This is the sum of the first direction. The grace, actings, love, effects of the Holy Ghost, as he is our comforter, ought to stir us up, and provoke us to love, worship, believe in, and invocate him: though all this being directed to him as God, is no less directed, on that account, to the other persons than to him; only by the fruits of his love towards us, are we stirred up unto it.
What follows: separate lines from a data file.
//! Viewtree - parsing and editor tooling for the view.tree component language
//!
//! view.tree is a declarative component description format with:
//! - Tab-indented tree structure, one node per line
//! - `$component $base` definitions with property overrides
//! - One-way and two-way binding operators (`<=`, `=>`, `<=>`)
//! - Raw strings, lists, dictionaries and localized strings
//!
//! # Example
//!
//! ```rust
//! let file = viewtree::parse("$my_app $mol_view\n\ttitle \\Hello\n").unwrap();
//! let component = file.components().next().unwrap();
//!
//! assert_eq!(component.name, "$my_app");
//! assert_eq!(component.base, "$mol_view");
//! ```

// Public modules
pub mod diagnostics;
pub mod error;
pub mod formatter;
pub mod index;
pub mod loader;

pub use diagnostics::{check, Diagnostic, Severity};
pub use error::{GrammarError, Location, ParseError, Result, ViewtreeError};
pub use formatter::format_text;
pub use index::{DocumentIndex, Spot, WorkspaceIndex};
pub use loader::{load_dependencies, scan_workspace, LoaderError, SourceLoader, WorkspaceLoader};
pub use viewtree_ast::{
    BindOp, BodyNode, CommentLine, Component, ListType, NumberLiteral, PathElement,
    PathElementKind, PropertyIdent, PropertyNode, RawLine, SourceFile, SourceItem, SpecialNumber,
};

use std::path::Path;

/// Parse a view.tree source string.
pub fn parse(source: &str) -> Result<SourceFile> {
    Ok(viewtree_ast::parse(source)?)
}

/// A workspace of component files under one root directory, with an index
/// kept in sync as components load.
pub struct Workspace {
    loader: WorkspaceLoader,
    index: WorkspaceIndex,
}

impl Workspace {
    /// Open a workspace rooted at a directory of `*.view.tree` files.
    pub fn open(root: impl AsRef<Path>) -> Result<Self> {
        Ok(Self {
            loader: WorkspaceLoader::new(root)?,
            index: WorkspaceIndex::new(),
        })
    }

    /// Load and index a single component by class name.
    pub fn load_component(&mut self, class_name: &str) -> Result<SourceFile> {
        let file = self.loader.load(class_name)?;
        self.index.update_document(class_name, &file);
        Ok(file)
    }

    /// Load a component together with everything it refers to, transitively.
    /// Missing dependencies are skipped. Returns the class names loaded.
    pub fn load_with_dependencies(&mut self, class_name: &str) -> Vec<String> {
        loader::load_dependencies(&mut self.loader, &mut self.index, &[class_name], 64)
    }

    /// Index every `*.view.tree` file under the root, reachable from an
    /// entry component or not. Returns the indexed document keys.
    pub fn scan(&mut self) -> Result<Vec<String>> {
        loader::scan_workspace(self.loader.root(), &mut self.index)
    }

    /// The index over all components loaded so far.
    pub fn index(&self) -> &WorkspaceIndex {
        &self.index
    }
}

#[cfg(test)]
mod tests {
    use super::*;

    #[test]
    fn test_parse_reuse() {
        let file = parse("$my_app $mol_view\n\ttitle \\One\n\tcount 2\n").unwrap();
        let component = file.components().next().unwrap();
        assert_eq!(component.body.len(), 2);
    }

    #[test]
    fn test_parse_error_surfaces() {
        let err = parse("$my_app\n").unwrap_err();
        assert!(matches!(err, ViewtreeError::Parse(_)));
    }
}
These things being presupposed, let the saints learn to act faith distinctly on the Holy Ghost, as the immediate efficient cause of all the good things mentioned. Faith, I say, to believe in him; and faith in all things to believe him, and to yield obedience to him. Faith, not imagination. The distinction of the persons in the Trinity is not to be fancied, but believed. So then, the Scripture so fully, frequently, clearly, distinctly ascribing the things we have been speaking of, to the immediate efficiency of the Holy Ghost, faith closeth with him, in the truth revealed, and peculiarly regards him, worships him, serves him, waits for him, prayeth to him, praiseth him; all these things, I say, the saints do in faith. The person of the Holy Ghost, revealing itself in these operations and effects, is the peculiar object of our worship. Therefore, when he ought to be peculiarly honoured, and is not, he is peculiarly sinned against; Acts v. 2. Ananias, is said to lie the Holy Ghost; not to God; which being taken essentially, would denote the whole Trinity; but peculiarly to the Holy Ghost. Him he was to have honoured peculiarly, in that especial gift of his, which he made profession of: not doing it, he sinned peculiarly against him. But this must be a little farther branched into particulars.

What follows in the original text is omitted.